What comes back must be the data itself, retyped exactly.

* _Material provided_:
━━━

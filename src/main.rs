use anyhow::Context;
use clap::Parser;
use compyle::cli::{Cli, Command};
use compyle::config::Config;
use compyle::logging::{init_tracing, level_for};
use compyle::service::{self, Collected};
use mimalloc::MiMalloc;
use tracing::{debug, info};

#[global_allocator]
static GLOBAL: MiMalloc = MiMalloc;

#[tokio::main]
async fn main() -> anyhow::Result<()> {
    dotenvy::dotenv().ok();

    let cli = Cli::parse();
    let config = Config::load().context("failed to load configuration")?;
    init_tracing(&level_for(cli.verbose, &config.default_loglevel()));
    debug!(
        debug = config.debug,
        database = config.has_database(),
        game = %config.settings.game_name,
        "configuration loaded"
    );

    match cli.command {
        Command::Collect(args) => {
            match service::collect(&config, args.into())
                .await
                .context("collect failed")?
            {
                Collected::Written { path, count } => {
                    info!(count, "clips collected");
                    println!("{}", path.display());
                }
                Collected::Stored { count } => {
                    println!("{count} clips stored in the database");
                }
            }
        }
        Command::Edit(args) => {
            let metadata = service::edit(&config, args.into())
                .await
                .context("edit failed")?;
            println!("{}", metadata.display());
        }
        Command::Publish(args) => {
            let url = service::publish(&config, args.into())
                .await
                .context("publish failed")?;
            println!("{url}");
        }
    }
    Ok(())
}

━━━

* _Written solution_:
filename src/main.rs
use anyhow::Context;
use clap::Parser;
use compyle::cli::{Cli, Command};
use compyle::config::Config;
use compyle::logging::{init_tracing, level_for};
use compyle::service::{self, Collected};
use mimalloc::MiMalloc;
use tracing::{debug, info};

#[global_allocator]
static GLOBAL: MiMalloc = MiMalloc;

#[tokio::main]
async fn main() -> anyhow::Result<()> {
    dotenvy::dotenv().ok();

    let cli = Cli::parse();
    let config = Config::load().context("failed to load configuration")?;
    init_tracing(&level_for(cli.verbose, &config.default_loglevel()));
    debug!(
        debug = config.debug,
        database = config.has_database(),
        game = %config.settings.game_name,
        "configuration loaded"
    );

    match cli.command {
        Command::Collect(args) => {
            match service::collect(&config, args.into())
                .await
                .context("collect failed")?
            {
                Collected::Written { path, count } => {
                    info!(count, "clips collected");
                    println!("{}", path.display());
                }
                Collected::Stored { count } => {
                    println!("{count} clips stored in the database");
                }
            }
        }
        Command::Edit(args) => {
            let metadata = service::edit(&config, args.into())
                .await
                .context("edit failed")?;
            println!("{}", metadata.display());
        }
        Command::Publish(args) => {
            let url = service::publish(&config, args.into())
                .await
                .context("publish failed")?;
            println!("{url}");
        }
    }
    Ok(())
}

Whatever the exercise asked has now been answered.